Problem details:
From the first line through the last, transcribe the listing word for word.

Extracted entries:

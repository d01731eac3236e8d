// Pure transformations over document markup: plain-text extraction,
// statistics and export.

pub mod export;
pub mod stats;

/// Strip markup tags from `markup` and decode the common HTML entities.
///
/// `<br>` and the closing tags of block elements (`</p>`, `</div>`) become
/// newlines. A `<` that does not start a tag is kept literally.
pub fn plain_text(markup: &str) -> String {
    let mut out = String::with_capacity(markup.len());
    let mut rest = markup;

    while let Some(start) = rest.find('<') {
        out.push_str(&rest[..start]);
        let after = &rest[start + 1..];

        let starts_tag =
            after.chars().next().is_some_and(|c| c.is_ascii_alphabetic() || c == '/' || c == '!');
        match after.find('>') {
            Some(end) if starts_tag => {
                if let Some(separator) = tag_separator(&after[..end]) {
                    out.push_str(separator);
                }
                rest = &after[end + 1..];
            }
            _ => {
                out.push('<');
                rest = after;
            }
        }
    }
    out.push_str(rest);

    decode_entities(&out)
}

fn tag_separator(tag: &str) -> Option<&'static str> {
    let tag = tag.trim().trim_end_matches('/').trim();
    let (closing, name) = match tag.strip_prefix('/') {
        Some(name) => (true, name),
        None => (false, tag),
    };
    let name = name.split_whitespace().next().unwrap_or("").to_ascii_lowercase();

    match (closing, name.as_str()) {
        (_, "br") => Some("\n"),
        (true, "p" | "div") => Some("\n"),
        _ => None,
    }
}

fn decode_entities(text: &str) -> String {
    if !text.contains('&') {
        return text.to_string();
    }
    // `&amp;` last so that `&amp;lt;` decodes to `&lt;`, not `<`.
    text.replace("&lt;", "<")
        .replace("&gt;", ">")
        .replace("&quot;", "\"")
        .replace("&#39;", "'")
        .replace("&nbsp;", " ")
        .replace("&amp;", "&")
}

Task response:
repository d01731eac3236e8d
// Pure transformations over document markup: plain-text extraction,
// statistics and export.

pub mod export;
pub mod stats;

/// Strip markup tags from `markup` and decode the common HTML entities.
///
/// `<br>` and the closing tags of block elements (`</p>`, `</div>`) become
/// newlines. A `<` that does not start a tag is kept literally.
pub fn plain_text(markup: &str) -> String {
    let mut out = String::with_capacity(markup.len());
    let mut rest = markup;

    while let Some(start) = rest.find('<') {
        out.push_str(&rest[..start]);
        let after = &rest[start + 1..];

        let starts_tag =
            after.chars().next().is_some_and(|c| c.is_ascii_alphabetic() || c == '/' || c == '!');
        match after.find('>') {
            Some(end) if starts_tag => {
                if let Some(separator) = tag_separator(&after[..end]) {
                    out.push_str(separator);
                }
                rest = &after[end + 1..];
            }
            _ => {
                out.push('<');
                rest = after;
            }
        }
    }
    out.push_str(rest);

    decode_entities(&out)
}

fn tag_separator(tag: &str) -> Option<&'static str> {
    let tag = tag.trim().trim_end_matches('/').trim();
    let (closing, name) = match tag.strip_prefix('/') {
        Some(name) => (true, name),
        None => (false, tag),
    };
    let name = name.split_whitespace().next().unwrap_or("").to_ascii_lowercase();

    match (closing, name.as_str()) {
        (_, "br") => Some("\n"),
        (true, "p" | "div") => Some("\n"),
        _ => None,
    }
}

fn decode_entities(text: &str) -> String {
    if !text.contains('&') {
        return text.to_string();
    }
    // `&amp;` last so that `&amp;lt;` decodes to `&lt;`, not `<`.
    text.replace("&lt;", "<")
        .replace("&gt;", ">")
        .replace("&quot;", "\"")
        .replace("&#39;", "'")
        .replace("&nbsp;", " ")
        .replace("&amp;", "&")
}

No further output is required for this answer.